Your goal | All entries shown below should be duplicated character for character.

Collected data:

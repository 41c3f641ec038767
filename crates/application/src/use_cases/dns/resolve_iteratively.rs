use crate::ports::{HostResolver, NameserverTransport, RetryDecision, RetryPolicy};
use crate::services::{NameserverSelector, RootFallbackPolicy, ServerDirectory};
use rootwalk_domain::{
    extract_referral, DomainError, DomainName, Message, NameServer, RecordType, Resolution,
};
use std::collections::HashSet;
use std::net::{IpAddr, Ipv4Addr};
use std::sync::Arc;
use tracing::{debug, info, warn};

pub const DEFAULT_MAX_REFERRAL_DEPTH: usize = 16;

enum LookupState {
    Querying(NameServer),
    Referral(Message),
    Authoritative(Resolution),
    Exhausted(DomainError),
}

/// Per-lookup bookkeeping. Dropped when the lookup ends.
struct ResolutionState<'a> {
    domain: &'a DomainName,
    record_type: RecordType,
    tried: HashSet<Ipv4Addr>,
    depth: usize,
    queries_sent: usize,
    failures: usize,
}

/// Walks the delegation chain from a root server down to an authoritative
/// answer, one query at a time.
pub struct ResolveIterativelyUseCase {
    transport: Arc<dyn NameserverTransport>,
    directory: Arc<ServerDirectory>,
    selector: NameserverSelector,
    retry_policy: Arc<dyn RetryPolicy>,
    max_referral_depth: usize,
}

impl ResolveIterativelyUseCase {
    pub fn new(
        transport: Arc<dyn NameserverTransport>,
        directory: Arc<ServerDirectory>,
        host_resolver: Arc<dyn HostResolver>,
    ) -> Self {
        let retry_policy = Arc::new(RootFallbackPolicy::new(Arc::clone(&directory)));
        Self {
            transport,
            directory,
            selector: NameserverSelector::new(host_resolver),
            retry_policy,
            max_referral_depth: DEFAULT_MAX_REFERRAL_DEPTH,
        }
    }

    pub fn with_retry_policy(mut self, retry_policy: Arc<dyn RetryPolicy>) -> Self {
        self.retry_policy = retry_policy;
        self
    }

    pub fn with_max_referral_depth(mut self, max_referral_depth: usize) -> Self {
        self.max_referral_depth = max_referral_depth;
        self
    }

    pub async fn execute(
        &self,
        domain: &DomainName,
        record_type: RecordType,
    ) -> Result<Resolution, DomainError> {
        let start = self
            .directory
            .bootstrap()
            .ok_or(DomainError::RootServersExhausted { attempts: 0 })?;

        info!("Starting iterative lookup for {} ({})", domain, record_type);

        let mut state = ResolutionState {
            domain,
            record_type,
            tried: HashSet::new(),
            depth: 0,
            queries_sent: 0,
            failures: 0,
        };
        let mut lookup = LookupState::Querying(start);

        loop {
            lookup = match lookup {
                LookupState::Querying(server) => self.query(&mut state, server).await,
                LookupState::Referral(message) => self.follow_referral(&mut state, &message).await,
                LookupState::Authoritative(resolution) => return Ok(resolution),
                LookupState::Exhausted(error) => {
                    warn!(
                        domain = %domain,
                        queries = state.queries_sent,
                        status = error.status(),
                        "Lookup failed: {}",
                        error
                    );
                    return Err(error);
                }
            };
        }
    }

    async fn query(&self, state: &mut ResolutionState<'_>, server: NameServer) -> LookupState {
        let Some(address) = server.address else {
            return LookupState::Exhausted(DomainError::NameResolutionFailure {
                zone: server.name.to_string(),
            });
        };

        info!("Sending request to {}", server);
        state.tried.insert(address);
        state.queries_sent += 1;

        match self
            .transport
            .query(state.domain, state.record_type, address)
            .await
        {
            Ok(message) if message.is_authoritative() => {
                LookupState::Authoritative(self.authoritative_answer(state, server, &message))
            }
            Ok(message) => LookupState::Referral(message),
            Err(error) if error.is_transport_error() => {
                warn!(server = %server, "Error: {}", error);
                state.failures += 1;
                self.fall_back(state, &server)
            }
            Err(error) => LookupState::Exhausted(error),
        }
    }

    fn fall_back(&self, state: &mut ResolutionState<'_>, failed: &NameServer) -> LookupState {
        match self.retry_policy.on_failure(failed, &state.tried) {
            RetryDecision::RestartFrom(root) => {
                info!("Retrying with a new root server: {}", root);
                state.depth = 0;
                LookupState::Querying(root)
            }
            RetryDecision::RetryAt(next) => {
                info!("Retrying with {}", next);
                LookupState::Querying(next)
            }
            RetryDecision::Exhausted => {
                info!("No more root servers available. Stopping.");
                LookupState::Exhausted(DomainError::RootServersExhausted {
                    attempts: state.failures,
                })
            }
        }
    }

    async fn follow_referral(
        &self,
        state: &mut ResolutionState<'_>,
        message: &Message,
    ) -> LookupState {
        let referral = extract_referral(message);

        if referral.is_empty() {
            info!("No more name servers found, stopping.");
            return LookupState::Exhausted(DomainError::EmptyReferral {
                zone: state.domain.to_string(),
            });
        }

        info!(
            "Received referral response - DNS servers for domain: {}",
            referral.zone_display()
        );
        for nameserver in &referral.nameservers {
            info!("-> {}", nameserver);
        }

        state.depth += 1;
        if state.depth > self.max_referral_depth {
            return LookupState::Exhausted(DomainError::ReferralLimitExceeded {
                limit: self.max_referral_depth,
            });
        }

        match self.selector.resolve_any(&referral.nameservers).await {
            Some(next) => {
                debug!(next = %next, depth = state.depth, "Following referral");
                LookupState::Querying(next)
            }
            None => {
                info!("Failed to resolve next NS IP, stopping.");
                LookupState::Exhausted(DomainError::NameResolutionFailure {
                    zone: referral.zone_display(),
                })
            }
        }
    }

    fn authoritative_answer(
        &self,
        state: &ResolutionState<'_>,
        server: NameServer,
        message: &Message,
    ) -> Resolution {
        info!("Received authoritative (AA) response from {}", server);

        let addresses = message.answer_addresses();
        for address in &addresses {
            let kind = match address {
                IpAddr::V4(_) => "A",
                IpAddr::V6(_) => "AAAA",
            };
            info!("-> Answer: {}-record for {} = {}", kind, state.domain, address);
        }

        let cname = message.cname_for(state.domain).cloned();
        if let Some(target) = &cname {
            info!("-> Answer: CNAME for {} = {}", state.domain, target);
        }

        Resolution {
            domain: state.domain.clone(),
            record_type: state.record_type,
            addresses,
            cname,
            server,
            queries_sent: state.queries_sent,
        }
    }
}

Written answer |
repository 41c3f641ec038767
filename crates/application/src/use_cases/dns/resolve_iteratively.rs
use crate::ports::{HostResolver, NameserverTransport, RetryDecision, RetryPolicy};
use crate::services::{NameserverSelector, RootFallbackPolicy, ServerDirectory};
use rootwalk_domain::{
    extract_referral, DomainError, DomainName, Message, NameServer, RecordType, Resolution,
};
use std::collections::HashSet;
use std::net::{IpAddr, Ipv4Addr};
use std::sync::Arc;
use tracing::{debug, info, warn};

pub const DEFAULT_MAX_REFERRAL_DEPTH: usize = 16;

enum LookupState {
    Querying(NameServer),
    Referral(Message),
    Authoritative(Resolution),
    Exhausted(DomainError),
}

/// Per-lookup bookkeeping. Dropped when the lookup ends.
struct ResolutionState<'a> {
    domain: &'a DomainName,
    record_type: RecordType,
    tried: HashSet<Ipv4Addr>,
    depth: usize,
    queries_sent: usize,
    failures: usize,
}

/// Walks the delegation chain from a root server down to an authoritative
/// answer, one query at a time.
pub struct ResolveIterativelyUseCase {
    transport: Arc<dyn NameserverTransport>,
    directory: Arc<ServerDirectory>,
    selector: NameserverSelector,
    retry_policy: Arc<dyn RetryPolicy>,
    max_referral_depth: usize,
}

impl ResolveIterativelyUseCase {
    pub fn new(
        transport: Arc<dyn NameserverTransport>,
        directory: Arc<ServerDirectory>,
        host_resolver: Arc<dyn HostResolver>,
    ) -> Self {
        let retry_policy = Arc::new(RootFallbackPolicy::new(Arc::clone(&directory)));
        Self {
            transport,
            directory,
            selector: NameserverSelector::new(host_resolver),
            retry_policy,
            max_referral_depth: DEFAULT_MAX_REFERRAL_DEPTH,
        }
    }

    pub fn with_retry_policy(mut self, retry_policy: Arc<dyn RetryPolicy>) -> Self {
        self.retry_policy = retry_policy;
        self
    }

    pub fn with_max_referral_depth(mut self, max_referral_depth: usize) -> Self {
        self.max_referral_depth = max_referral_depth;
        self
    }

    pub async fn execute(
        &self,
        domain: &DomainName,
        record_type: RecordType,
    ) -> Result<Resolution, DomainError> {
        let start = self
            .directory
            .bootstrap()
            .ok_or(DomainError::RootServersExhausted { attempts: 0 })?;

        info!("Starting iterative lookup for {} ({})", domain, record_type);

        let mut state = ResolutionState {
            domain,
            record_type,
            tried: HashSet::new(),
            depth: 0,
            queries_sent: 0,
            failures: 0,
        };
        let mut lookup = LookupState::Querying(start);

        loop {
            lookup = match lookup {
                LookupState::Querying(server) => self.query(&mut state, server).await,
                LookupState::Referral(message) => self.follow_referral(&mut state, &message).await,
                LookupState::Authoritative(resolution) => return Ok(resolution),
                LookupState::Exhausted(error) => {
                    warn!(
                        domain = %domain,
                        queries = state.queries_sent,
                        status = error.status(),
                        "Lookup failed: {}",
                        error
                    );
                    return Err(error);
                }
            };
        }
    }

    async fn query(&self, state: &mut ResolutionState<'_>, server: NameServer) -> LookupState {
        let Some(address) = server.address else {
            return LookupState::Exhausted(DomainError::NameResolutionFailure {
                zone: server.name.to_string(),
            });
        };

        info!("Sending request to {}", server);
        state.tried.insert(address);
        state.queries_sent += 1;

        match self
            .transport
            .query(state.domain, state.record_type, address)
            .await
        {
            Ok(message) if message.is_authoritative() => {
                LookupState::Authoritative(self.authoritative_answer(state, server, &message))
            }
            Ok(message) => LookupState::Referral(message),
            Err(error) if error.is_transport_error() => {
                warn!(server = %server, "Error: {}", error);
                state.failures += 1;
                self.fall_back(state, &server)
            }
            Err(error) => LookupState::Exhausted(error),
        }
    }

    fn fall_back(&self, state: &mut ResolutionState<'_>, failed: &NameServer) -> LookupState {
        match self.retry_policy.on_failure(failed, &state.tried) {
            RetryDecision::RestartFrom(root) => {
                info!("Retrying with a new root server: {}", root);
                state.depth = 0;
                LookupState::Querying(root)
            }
            RetryDecision::RetryAt(next) => {
                info!("Retrying with {}", next);
                LookupState::Querying(next)
            }
            RetryDecision::Exhausted => {
                info!("No more root servers available. Stopping.");
                LookupState::Exhausted(DomainError::RootServersExhausted {
                    attempts: state.failures,
                })
            }
        }
    }

    async fn follow_referral(
        &self,
        state: &mut ResolutionState<'_>,
        message: &Message,
    ) -> LookupState {
        let referral = extract_referral(message);

        if referral.is_empty() {
            info!("No more name servers found, stopping.");
            return LookupState::Exhausted(DomainError::EmptyReferral {
                zone: state.domain.to_string(),
            });
        }

        info!(
            "Received referral response - DNS servers for domain: {}",
            referral.zone_display()
        );
        for nameserver in &referral.nameservers {
            info!("-> {}", nameserver);
        }

        state.depth += 1;
        if state.depth > self.max_referral_depth {
            return LookupState::Exhausted(DomainError::ReferralLimitExceeded {
                limit: self.max_referral_depth,
            });
        }

        match self.selector.resolve_any(&referral.nameservers).await {
            Some(next) => {
                debug!(next = %next, depth = state.depth, "Following referral");
                LookupState::Querying(next)
            }
            None => {
                info!("Failed to resolve next NS IP, stopping.");
                LookupState::Exhausted(DomainError::NameResolutionFailure {
                    zone: referral.zone_display(),
                })
            }
        }
    }

    fn authoritative_answer(
        &self,
        state: &ResolutionState<'_>,
        server: NameServer,
        message: &Message,
    ) -> Resolution {
        info!("Received authoritative (AA) response from {}", server);

        let addresses = message.answer_addresses();
        for address in &addresses {
            let kind = match address {
                IpAddr::V4(_) => "A",
                IpAddr::V6(_) => "AAAA",
            };
            info!("-> Answer: {}-record for {} = {}", kind, state.domain, address);
        }

        let cname = message.cname_for(state.domain).cloned();
        if let Some(target) = &cname {
            info!("-> Answer: CNAME for {} = {}", state.domain, target);
        }

        Resolution {
            domain: state.domain.clone(),
            record_type: state.record_type,
            addresses,
            cname,
            server,
            queries_sent: state.queries_sent,
        }
    }
}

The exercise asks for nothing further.